Altruism can be explained by natural selection - frossie
http://www.nature.com/news/2010/100825/full/news.2010.427.html
======
skowmunk
Is it really altruism or self-preservation?

If a society has rules where helping each other out increases the chance of
survival, even if the ultimate purpose of survival, reproduction is disabled
for whatever reason, won't the need to survive keep the 'altruistic' behavior
going on?

'altruistic' behavior => high chances of survival => high chances of
reproduction.

Now even if the downstream purpose is removed, unless there is an inner
mechanism that says, "stop surviving because you have stopped reproducing" why
would it stop doing things (altruistic behavior, in this case) that would keep
its chance of survival high?

If there is such an inner mechanism, we would all die the moment our gonads
dry up and not really live till 70s, 80s or 100s.

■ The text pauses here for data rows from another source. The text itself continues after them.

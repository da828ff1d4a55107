//! Bounding box types and operations.

use serde::{Deserialize, Serialize};

/// A geographic bounding box in degrees.
#[derive(Debug, Clone, Copy, PartialEq, Serialize, Deserialize)]
pub struct BoundingBox {
    pub min_lon: f64,
    pub min_lat: f64,
    pub max_lon: f64,
    pub max_lat: f64,
}

impl BoundingBox {
    /// Create a new bounding box from corner coordinates.
    pub fn new(min_lon: f64, min_lat: f64, max_lon: f64, max_lat: f64) -> Self {
        Self {
            min_lon,
            min_lat,
            max_lon,
            max_lat,
        }
    }

    /// Smallest box containing every finite point, or None if there are none.
    pub fn from_points(points: impl IntoIterator<Item = (f64, f64)>) -> Option<Self> {
        points
            .into_iter()
            .filter(|(lon, lat)| lon.is_finite() && lat.is_finite())
            .fold(None, |acc: Option<BoundingBox>, (lon, lat)| {
                let point = BoundingBox::new(lon, lat, lon, lat);
                Some(match acc {
                    Some(bbox) => bbox.union(&point),
                    None => point,
                })
            })
    }

    /// Width in degrees of longitude.
    pub fn width(&self) -> f64 {
        self.max_lon - self.min_lon
    }

    /// Height in degrees of latitude.
    pub fn height(&self) -> f64 {
        self.max_lat - self.min_lat
    }

    pub fn contains(&self, lon: f64, lat: f64) -> bool {
        lon >= self.min_lon && lon <= self.max_lon && lat >= self.min_lat && lat <= self.max_lat
    }

    /// Compute the union of two bounding boxes.
    pub fn union(&self, other: &BoundingBox) -> BoundingBox {
        BoundingBox {
            min_lon: self.min_lon.min(other.min_lon),
            min_lat: self.min_lat.min(other.min_lat),
            max_lon: self.max_lon.max(other.max_lon),
            max_lat: self.max_lat.max(other.max_lat),
        }
    }

    /// Get the center point of the bounding box.
    pub fn center(&self) -> (f64, f64) {
        (
            (self.min_lon + self.max_lon) / 2.0,
            (self.min_lat + self.max_lat) / 2.0,
        )
    }
}

#[cfg(test)]
mod tests {
    use super::*;

    #[test]
    fn test_from_points_skips_nan() {
        let bbox = BoundingBox::from_points(vec![
            (12.0, 44.0),
            (f64::NAN, 50.0),
            (14.5, 41.0),
            (13.0, f64::NAN),
        ])
        .unwrap();
        assert_eq!(bbox, BoundingBox::new(12.0, 41.0, 14.5, 44.0));
    }

    #[test]
    fn test_from_points_empty() {
        assert!(BoundingBox::from_points(Vec::new()).is_none());
    }

    #[test]
    fn test_contains_and_center() {
        let bbox = BoundingBox::new(-6.0, 30.0, 36.0, 46.0);
        assert!(bbox.contains(15.0, 38.0));
        assert!(!bbox.contains(40.0, 38.0));
        assert_eq!(bbox.center(), (15.0, 38.0));
        assert_eq!(bbox.width(), 42.0);
        assert_eq!(bbox.height(), 16.0);
    }
}
//! Error types for rendering.

use ocean_common::OceanError;
use thiserror::Error;

/// Result type for rendering operations.
pub type Result<T> = std::result::Result<T, RenderError>;

/// Errors that can occur while rendering or encoding images.
#[derive(Debug, Error)]
pub enum RenderError {
    #[error("PNG encoding failed: {0}")]
    Encode(String),

    #[error("Nothing to draw: {0}")]
    Empty(String),

    #[error("Invalid palette: {0}")]
    Palette(String),

    #[error(transparent)]
    Ocean(#[from] OceanError),

    #[error("Failed to parse style JSON: {0}")]
    Json(#[from] serde_json::Error),

    #[error("IO error: {0}")]
    Io(#[from] std::io::Error),
}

Its not always that animals or humans do things for others just because they
want to help. They end up often "helping" others because they are forced to do
and need to do so for their own survival, consider the feudal societies in the
past.

The moment a queen bee is destroyed, some of the dormant females start being
active regarding their reproduction cycles and compete to become the next
queen bee. And its some secretions of the queen bee while its alive which keep
the other females dormant regarding their reproduction capabilities and just
keep servicing the queen bee.

I Wonder if the researchers considered this perspective?